What the task requires - Reproduce the data exactly. Omit no record.

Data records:
=-=-=
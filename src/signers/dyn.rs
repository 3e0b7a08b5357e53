//! Multi-signer abstraction.
//!
//! A signer abstracted over local keys and AWS KMS keys.
use alloy::{
    network::{FullSigner, TxSigner},
    primitives::{Address, Signature},
    signers::{aws::AwsSigner, local::PrivateKeySigner},
};
use aws_config::BehaviorVersion;
use std::{fmt, ops::Deref, str::FromStr, sync::Arc};

/// Abstraction over the signers holding relayer and funding keys.
#[derive(Clone)]
pub struct DynSigner(pub Arc<dyn FullSigner<Signature> + Send + Sync>);

impl fmt::Debug for DynSigner {
    fn fmt(&self, f: &mut fmt::Formatter<'_>) -> fmt::Result {
        f.debug_tuple("DynSigner").field(&self.address()).finish()
    }
}

impl DynSigner {
    /// Load a private key.
    pub async fn from_signing_key(key: &str) -> eyre::Result<Self> {
        Ok(Self(Arc::new(PrivateKeySigner::from_str(key)?)))
    }

    /// Load a signer from AWS KMS.
    pub async fn from_kms(key_id: &str, chain_id: Option<u64>) -> eyre::Result<Self> {
        let config = aws_config::load_defaults(BehaviorVersion::latest()).await;
        let client = aws_sdk_kms::Client::new(&config);
        Ok(Self(Arc::new(AwsSigner::new(client, key_id.to_string(), chain_id).await?)))
    }

    /// Loads a signer from either a hex private key or an AWS KMS key id or ARN.
    pub async fn load(key: &str, chain_id: Option<u64>) -> eyre::Result<Self> {
        if is_kms_key(key) {
            return Self::from_kms(key, chain_id).await;
        }
        Self::from_signing_key(key).await
    }

    /// Creates a signer with a random local key.
    pub fn random() -> Self {
        Self(Arc::new(PrivateKeySigner::random()))
    }

    /// Returns the signer's Ethereum Address.
    pub fn address(&self) -> Address {
        TxSigner::address(&self.0)
    }
}

impl Deref for DynSigner {
    type Target = dyn FullSigner<Signature> + Send + Sync;

    fn deref(&self) -> &Self::Target {
        self.0.as_ref()
    }
}

/// KMS keys are referenced by ARN, alias or a UUID key id; private keys are 32 bytes of hex.
fn is_kms_key(key: &str) -> bool {
    key.starts_with("arn:") || key.starts_with("alias/") || (key.contains('-') && !key.starts_with("0x"))
}
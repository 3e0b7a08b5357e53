use serde::{Deserialize, Serialize};

/// Coarse classification of relay failures.
///
/// Drives retry decisions of the relayer and the execution queue, and is attached to every failed
/// relayed send for observability.
#[derive(
    Debug,
    Clone,
    Copy,
    PartialEq,
    Eq,
    Hash,
    Serialize,
    Deserialize,
    strum::Display,
    strum::IntoStaticStr,
    strum::EnumIter,
)]
#[serde(rename_all = "snake_case")]
#[strum(serialize_all = "snake_case")]
pub enum FailureBucket {
    /// The relayer cannot cover gas, value and the safety buffer.
    RelayerLowBalance,
    /// Topping up the relayer failed.
    RelayerTopupFailed,
    /// The nonce was already used or the transaction is already known.
    NonceCollision,
    /// The RPC endpoint throttled us.
    RpcRateLimit,
    /// The transaction reverted.
    ExecutionRevert,
    /// Anything else.
    Unknown,
}

/// Substrings matched against lowercased error messages, in priority order.
///
/// Reverts are checked before balance errors so that a revert reason mentioning a balance does not
/// turn into a retry.
const CLASSIFICATION_TABLE: &[(FailureBucket, &[&str])] = &[
    (
        FailureBucket::RelayerTopupFailed,
        &["top-up failed", "topup failed", "top up failed", "funding wallet"],
    ),
    (FailureBucket::ExecutionRevert, &["execution reverted", "revert"]),
    (
        FailureBucket::RelayerLowBalance,
        &["insufficient funds", "insufficient balance", "balance too low", "low balance"],
    ),
    (
        FailureBucket::NonceCollision,
        &[
            "nonce too low",
            "nonce too high",
            "replacement transaction underpriced",
            "already known",
            "nonce has already been used",
            "invalid nonce",
        ],
    ),
    (FailureBucket::RpcRateLimit, &["rate limit", "rate-limit", "too many requests", "429"]),
];

/// Classifies an error message into a [`FailureBucket`].
pub fn classify(message: &str) -> FailureBucket {
    let message = message.to_lowercase();
    CLASSIFICATION_TABLE
        .iter()
        .find(|(_, needles)| needles.iter().any(|needle| message.contains(needle)))
        .map(|(bucket, _)| *bucket)
        .unwrap_or(FailureBucket::Unknown)
}

impl FailureBucket {
    /// Whether failures in this bucket may go away on their own.
    pub const fn is_transient(&self) -> bool {
        matches!(
            self,
            Self::RelayerLowBalance
                | Self::RelayerTopupFailed
                | Self::NonceCollision
                | Self::RpcRateLimit
        )
    }

    /// Whether the failure is caused by the relayer running out of funds.
    pub const fn is_balance_related(&self) -> bool {
        matches!(self, Self::RelayerLowBalance | Self::RelayerTopupFailed)
    }

    /// Whether the relayer should make another attempt after `attempt` attempts out of
    /// `max_attempts` failed with this bucket.
    pub const fn should_retry(&self, attempt: u32, max_attempts: u32) -> bool {
        self.is_transient() && attempt < max_attempts
    }
}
=-=-=
Problem solution -
filename src/signers/dyn.rs
repository 3e0b7a08b5357e53
//! Multi-signer abstraction.
//!
//! A signer abstracted over local keys and AWS KMS keys.
use alloy::{
    network::{FullSigner, TxSigner},
    primitives::{Address, Signature},
    signers::{aws::AwsSigner, local::PrivateKeySigner},
};
use aws_config::BehaviorVersion;
use std::{fmt, ops::Deref, str::FromStr, sync::Arc};

/// Abstraction over the signers holding relayer and funding keys.
#[derive(Clone)]
pub struct DynSigner(pub Arc<dyn FullSigner<Signature> + Send + Sync>);

impl fmt::Debug for DynSigner {
    fn fmt(&self, f: &mut fmt::Formatter<'_>) -> fmt::Result {
        f.debug_tuple("DynSigner").field(&self.address()).finish()
    }
}

impl DynSigner {
    /// Load a private key.
    pub async fn from_signing_key(key: &str) -> eyre::Result<Self> {
        Ok(Self(Arc::new(PrivateKeySigner::from_str(key)?)))
    }

    /// Load a signer from AWS KMS.
    pub async fn from_kms(key_id: &str, chain_id: Option<u64>) -> eyre::Result<Self> {
        let config = aws_config::load_defaults(BehaviorVersion::latest()).await;
        let client = aws_sdk_kms::Client::new(&config);
        Ok(Self(Arc::new(AwsSigner::new(client, key_id.to_string(), chain_id).await?)))
    }

    /// Loads a signer from either a hex private key or an AWS KMS key id or ARN.
    pub async fn load(key: &str, chain_id: Option<u64>) -> eyre::Result<Self> {
        if is_kms_key(key) {
            return Self::from_kms(key, chain_id).await;
        }
        Self::from_signing_key(key).await
    }

    /// Creates a signer with a random local key.
    pub fn random() -> Self {
        Self(Arc::new(PrivateKeySigner::random()))
    }

    /// Returns the signer's Ethereum Address.
    pub fn address(&self) -> Address {
        TxSigner::address(&self.0)
    }
}

impl Deref for DynSigner {
    type Target = dyn FullSigner<Signature> + Send + Sync;

    fn deref(&self) -> &Self::Target {
        self.0.as_ref()
    }
}

/// KMS keys are referenced by ARN, alias or a UUID key id; private keys are 32 bytes of hex.
fn is_kms_key(key: &str) -> bool {
    key.starts_with("arn:") || key.starts_with("alias/") || (key.contains('-') && !key.starts_with("0x"))
}
repository 3e0b7a08b5357e53
use serde::{Deserialize, Serialize};

/// Coarse classification of relay failures.
///
/// Drives retry decisions of the relayer and the execution queue, and is attached to every failed
/// relayed send for observability.
#[derive(
    Debug,
    Clone,
    Copy,
    PartialEq,
    Eq,
    Hash,
    Serialize,
    Deserialize,
    strum::Display,
    strum::IntoStaticStr,
    strum::EnumIter,
)]
#[serde(rename_all = "snake_case")]
#[strum(serialize_all = "snake_case")]
pub enum FailureBucket {
    /// The relayer cannot cover gas, value and the safety buffer.
    RelayerLowBalance,
    /// Topping up the relayer failed.
    RelayerTopupFailed,
    /// The nonce was already used or the transaction is already known.
    NonceCollision,
    /// The RPC endpoint throttled us.
    RpcRateLimit,
    /// The transaction reverted.
    ExecutionRevert,
    /// Anything else.
    Unknown,
}

/// Substrings matched against lowercased error messages, in priority order.
///
/// Reverts are checked before balance errors so that a revert reason mentioning a balance does not
/// turn into a retry.
const CLASSIFICATION_TABLE: &[(FailureBucket, &[&str])] = &[
    (
        FailureBucket::RelayerTopupFailed,
        &["top-up failed", "topup failed", "top up failed", "funding wallet"],
    ),
    (FailureBucket::ExecutionRevert, &["execution reverted", "revert"]),
    (
        FailureBucket::RelayerLowBalance,
        &["insufficient funds", "insufficient balance", "balance too low", "low balance"],
    ),
    (
        FailureBucket::NonceCollision,
        &[
            "nonce too low",
            "nonce too high",
            "replacement transaction underpriced",
            "already known",
            "nonce has already been used",
            "invalid nonce",
        ],
    ),
    (FailureBucket::RpcRateLimit, &["rate limit", "rate-limit", "too many requests", "429"]),
];

/// Classifies an error message into a [`FailureBucket`].
pub fn classify(message: &str) -> FailureBucket {
    let message = message.to_lowercase();
    CLASSIFICATION_TABLE
        .iter()
        .find(|(_, needles)| needles.iter().any(|needle| message.contains(needle)))
        .map(|(bucket, _)| *bucket)
        .unwrap_or(FailureBucket::Unknown)
}

impl FailureBucket {
    /// Whether failures in this bucket may go away on their own.
    pub const fn is_transient(&self) -> bool {
        matches!(
            self,
            Self::RelayerLowBalance
                | Self::RelayerTopupFailed
                | Self::NonceCollision
                | Self::RpcRateLimit
        )
    }

    /// Whether the failure is caused by the relayer running out of funds.
    pub const fn is_balance_related(&self) -> bool {
        matches!(self, Self::RelayerLowBalance | Self::RelayerTopupFailed)
    }

    /// Whether the relayer should make another attempt after `attempt` attempts out of
    /// `max_attempts` failed with this bucket.
    pub const fn should_retry(&self, attempt: u32, max_attempts: u32) -> bool {
        self.is_transient() && attempt < max_attempts
    }
}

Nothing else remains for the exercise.